(Dataset entries)
· · · · ·

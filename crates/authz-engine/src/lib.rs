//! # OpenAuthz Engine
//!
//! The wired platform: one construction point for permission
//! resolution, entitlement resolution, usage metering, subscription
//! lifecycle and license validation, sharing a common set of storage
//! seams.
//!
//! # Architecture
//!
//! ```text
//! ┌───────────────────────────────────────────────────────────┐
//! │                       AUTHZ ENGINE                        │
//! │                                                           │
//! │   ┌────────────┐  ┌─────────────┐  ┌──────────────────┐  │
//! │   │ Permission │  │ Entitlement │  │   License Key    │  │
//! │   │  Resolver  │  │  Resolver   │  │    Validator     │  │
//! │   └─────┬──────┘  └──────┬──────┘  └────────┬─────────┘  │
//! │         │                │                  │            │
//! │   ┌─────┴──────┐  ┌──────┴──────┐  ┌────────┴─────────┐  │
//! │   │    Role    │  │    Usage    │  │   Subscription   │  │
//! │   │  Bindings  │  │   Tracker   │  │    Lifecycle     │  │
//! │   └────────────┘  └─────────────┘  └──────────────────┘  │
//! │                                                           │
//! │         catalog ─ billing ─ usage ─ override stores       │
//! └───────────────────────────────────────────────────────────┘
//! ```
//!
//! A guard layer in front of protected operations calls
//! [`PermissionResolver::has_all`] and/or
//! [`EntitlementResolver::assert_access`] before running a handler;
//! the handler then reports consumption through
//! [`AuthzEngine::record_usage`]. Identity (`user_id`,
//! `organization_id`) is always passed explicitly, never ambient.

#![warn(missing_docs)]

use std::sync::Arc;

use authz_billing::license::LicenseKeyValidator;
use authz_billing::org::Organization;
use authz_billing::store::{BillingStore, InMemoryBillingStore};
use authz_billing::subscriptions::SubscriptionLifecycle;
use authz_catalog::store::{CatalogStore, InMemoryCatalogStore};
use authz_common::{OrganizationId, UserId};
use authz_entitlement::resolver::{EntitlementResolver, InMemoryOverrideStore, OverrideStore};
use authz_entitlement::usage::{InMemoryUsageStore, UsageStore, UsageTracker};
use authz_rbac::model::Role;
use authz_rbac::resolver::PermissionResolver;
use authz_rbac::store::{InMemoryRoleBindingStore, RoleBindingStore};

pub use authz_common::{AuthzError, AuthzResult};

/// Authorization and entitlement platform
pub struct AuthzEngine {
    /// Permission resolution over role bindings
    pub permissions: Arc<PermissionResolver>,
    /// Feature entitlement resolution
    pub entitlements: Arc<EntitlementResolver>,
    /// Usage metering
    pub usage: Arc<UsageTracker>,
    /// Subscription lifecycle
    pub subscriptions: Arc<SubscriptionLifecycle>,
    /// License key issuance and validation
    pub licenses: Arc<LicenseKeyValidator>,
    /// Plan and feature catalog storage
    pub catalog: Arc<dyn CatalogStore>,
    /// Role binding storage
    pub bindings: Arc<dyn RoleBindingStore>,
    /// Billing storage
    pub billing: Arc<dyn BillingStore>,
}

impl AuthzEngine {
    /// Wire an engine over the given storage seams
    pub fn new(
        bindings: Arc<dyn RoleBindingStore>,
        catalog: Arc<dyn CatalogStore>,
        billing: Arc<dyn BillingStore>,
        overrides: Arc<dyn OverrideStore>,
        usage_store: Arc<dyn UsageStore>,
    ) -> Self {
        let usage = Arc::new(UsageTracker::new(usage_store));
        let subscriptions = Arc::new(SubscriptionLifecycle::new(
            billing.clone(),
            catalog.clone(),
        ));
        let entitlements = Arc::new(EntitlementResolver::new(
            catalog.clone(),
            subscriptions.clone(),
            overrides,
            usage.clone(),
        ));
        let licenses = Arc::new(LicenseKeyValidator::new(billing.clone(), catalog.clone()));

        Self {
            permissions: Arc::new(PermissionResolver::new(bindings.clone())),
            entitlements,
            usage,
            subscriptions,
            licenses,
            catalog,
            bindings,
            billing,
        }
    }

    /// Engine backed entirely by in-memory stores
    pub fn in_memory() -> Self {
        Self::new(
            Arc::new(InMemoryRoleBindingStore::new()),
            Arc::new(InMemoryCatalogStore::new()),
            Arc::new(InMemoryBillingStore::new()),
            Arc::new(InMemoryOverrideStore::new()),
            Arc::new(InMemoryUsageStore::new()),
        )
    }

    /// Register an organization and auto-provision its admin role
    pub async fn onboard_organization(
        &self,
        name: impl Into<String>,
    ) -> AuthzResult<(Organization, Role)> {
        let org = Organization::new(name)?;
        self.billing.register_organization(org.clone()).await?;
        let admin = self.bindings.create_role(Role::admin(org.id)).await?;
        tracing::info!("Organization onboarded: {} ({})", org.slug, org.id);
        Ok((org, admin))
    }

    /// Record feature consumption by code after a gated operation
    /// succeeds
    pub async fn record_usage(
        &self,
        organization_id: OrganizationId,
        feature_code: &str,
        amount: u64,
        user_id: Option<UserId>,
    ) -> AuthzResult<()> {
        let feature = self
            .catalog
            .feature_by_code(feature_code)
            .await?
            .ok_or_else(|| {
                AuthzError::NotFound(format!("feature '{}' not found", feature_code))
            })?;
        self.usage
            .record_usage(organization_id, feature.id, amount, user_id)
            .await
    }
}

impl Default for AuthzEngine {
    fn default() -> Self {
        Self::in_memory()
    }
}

· · · · ·

**AIM OF THE EXERCISE**
Number of lines above with the word "UserId": state it alone.

**SOLUTION TO THIS TASK**
2